El máximo tribunal corroboró la existencia de una cláusula arbitral incluida en los contratos objeto de la controversia y que la demandada “no se vio impedida de ejercer su derecho a la defensa sino que simplemente decidió, de forma voluntaria, mantenerse rebelde en aquél procedimiento, no obstante haber sido debidamente emplazada, actitud ésta que no puede, de manera alguna, identificarse con indefensión” (Considerando 9°). Por las razones expuestas, la solicitud de exequátur fue acogida y el cumplimiento de la sentencia arbitral autorizado (Considerando 10°).

1 Corte Suprema de Chile, Rol 1724-2010, 21 de junio de 2010.

2 La Ley 19.971 sobre arbitraje comercial internacional está íntegramente basada en la Ley Modelo de la

UNCITRAL de arbitraje comercial internacional en su versión del año 1985.]

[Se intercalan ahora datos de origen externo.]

//! Subscription HTTP handlers.
//!
//! - GET /api/hotels/{id}/subscription - Current plan with effective status
//! - PUT /api/admin/hotels/{id}/subscription - Create or replace (super-admin)
//! - POST /api/admin/hotels/{id}/subscription/cancel - Cancel (super-admin)
//! - GET /api/admin/subscriptions - Overview of all hotels (super-admin)

use crate::{
    error::AppError,
    middleware::auth::AuthContext,
    models::{
        pagination::Paginated,
        subscription::{
            SubscriptionListQuery, SubscriptionOverview, SubscriptionResponse,
            UpsertSubscriptionRequest,
        },
    },
    services::subscription_service,
    state::AppState,
};
use axum::{
    Extension, Json,
    extract::{Path, Query, State},
};
use uuid::Uuid;

pub async fn get_subscription(
    State(state): State<AppState>,
    Extension(auth): Extension<AuthContext>,
    Path(hotel_id): Path<Uuid>,
) -> Result<Json<SubscriptionResponse>, AppError> {
    auth.ensure_hotel_access(hotel_id)?;

    let subscription = subscription_service::get_subscription(&state.pool, hotel_id).await?;
    Ok(Json(subscription))
}

/// Set a hotel's plan, status and period.
///
/// # Request Body
///
/// ```json
/// {
///   "plan": "premium",
///   "status": "active",
///   "starts_at": "2025-01-01T00:00:00Z",
///   "ends_at": "2026-01-01T00:00:00Z"
/// }
/// ```
///
/// `starts_at` defaults to now; `ends_at` may be omitted for an open-ended
/// period but must otherwise be after `starts_at`. The hotel's admins are
/// emailed and a `subscription` notification is recorded.
pub async fn upsert_subscription(
    State(state): State<AppState>,
    Path(hotel_id): Path<Uuid>,
    Json(request): Json<UpsertSubscriptionRequest>,
) -> Result<Json<SubscriptionResponse>, AppError> {
    let subscription = subscription_service::upsert_subscription(
        &state.pool,
        &state.config,
        state.mailer.as_ref(),
        hotel_id,
        request,
    )
    .await?;

    Ok(Json(subscription))
}

pub async fn cancel_subscription(
    State(state): State<AppState>,
    Path(hotel_id): Path<Uuid>,
) -> Result<Json<SubscriptionResponse>, AppError> {
    let subscription = subscription_service::cancel_subscription(
        &state.pool,
        &state.config,
        state.mailer.as_ref(),
        hotel_id,
    )
    .await?;

    Ok(Json(subscription))
}

pub async fn list_subscriptions(
    State(state): State<AppState>,
    Query(query): Query<SubscriptionListQuery>,
) -> Result<Json<Paginated<SubscriptionOverview>>, AppError> {
    let subscriptions = subscription_service::list_subscriptions(&state.pool, &query).await?;
    Ok(Json(subscriptions))
}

[3] Una de las partes había solicitado al tribunal arbitral una medida precautoria tendiente garantizar el efectivo cumplimiento de la obligación de no competir que recaía sobre la contraria. El panel arbitral decretó la medida precautoria solicitada, ordenándole a la parte demandada abstenerse de ejecutar diversas conductas en relación con los trabajadores o clientes de la parte demandante y el uso o divulgación de información confidencial y secretos comerciales de esta última.

La Corte Suprema hizo hincapié en que la normativa relevante vigente en Chile se aplicaba al reconocimiento de sentencias dictadas por tribunales extranjeros, así como a los laudos arbitrales, en cambio no son aplicables al cumplimiento de medidas cautelares dictadas por tribunales extranjeros (Consideran 3°).

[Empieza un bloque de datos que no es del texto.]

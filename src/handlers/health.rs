//! Health check endpoint for service monitoring.

use crate::{error::AppError, state::AppState};
use axum::{Json, extract::State};
use chrono::{DateTime, Utc};
use serde::Serialize;

/// Health check response.
#[derive(Debug, Serialize)]
pub struct HealthResponse {
    /// Overall service status
    pub status: String,

    /// Database connection status
    pub database: String,

    /// Translations held in the in-memory cache
    pub cached_translations: usize,

    /// Current server timestamp
    pub timestamp: DateTime<Utc>,
}

/// Health check handler.
///
/// # Response (200 OK)
///
/// ```json
/// {
///   "status": "healthy",
///   "database": "connected",
///   "cached_translations": 42,
///   "timestamp": "2025-12-21T19:00:00Z"
/// }
/// ```
///
/// # Response (500 Internal Server Error)
///
/// If the database is unreachable, returns the standard error response.
pub async fn health_check(State(state): State<AppState>) -> Result<Json<HealthResponse>, AppError> {
    sqlx::query("SELECT 1").execute(&state.pool).await?;

    Ok(Json(HealthResponse {
        status: "healthy".to_string(),
        database: "connected".to_string(),
        cached_translations: state.translator.cached_entries(),
        timestamp: Utc::now(),
    }))
}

A juicio de la Corte Suprema, de lo analizado aparece evidente que la materia del exequátur no es una sentencia interlocutoria que establezca derechos permanentes, desde que el propio tribunal que la dictó, le dio el carácter de preliminar y porque en definitiva, las medidas precautorias son esencialmente provisionales (Considerando 5°). Puede argüirse que al acoger la petición del exequátur, la concreción y mantenimiento en el tiempo de dichas medidas llevaría a decidir desde ya, acerca de las principales peticiones planteadas en la demanda (Considerando 6). Por estos motivos, la petición de exequátur- fue denegada.

Esta decisión del máximo tribunal nos permite concluir que el procedimiento de exequátur no es aplicable a las medidas cautelares dictadas por los tribunales arbitrales extranjeros. La solicitud de tales medidas debe presentarse directamente ante los tribunales chilenos, según lo que se desprende del artículo 9 de la Ley 19.971. Acorde a este precepto, los tribunales ordinarios de Chile tienen competencia para otorgar medidas cautelares, aunque ya se había constituido el tribunal arbitral y no obstante que la sede de arbitraje se encuentre en un país extranjero. 2

1 Corte Suprema de Chile, Rol 5468-2009, 11 de mayo de 2010.

2 Véanse las decisiones del 28° Juzgado Civil de Santiago, Rol C-5243-2005, de 26 de mayo de 2005 y del 26°Juzgado Civil de Santiago, Rol C-24011-2009, 24 de agosto de 2009.]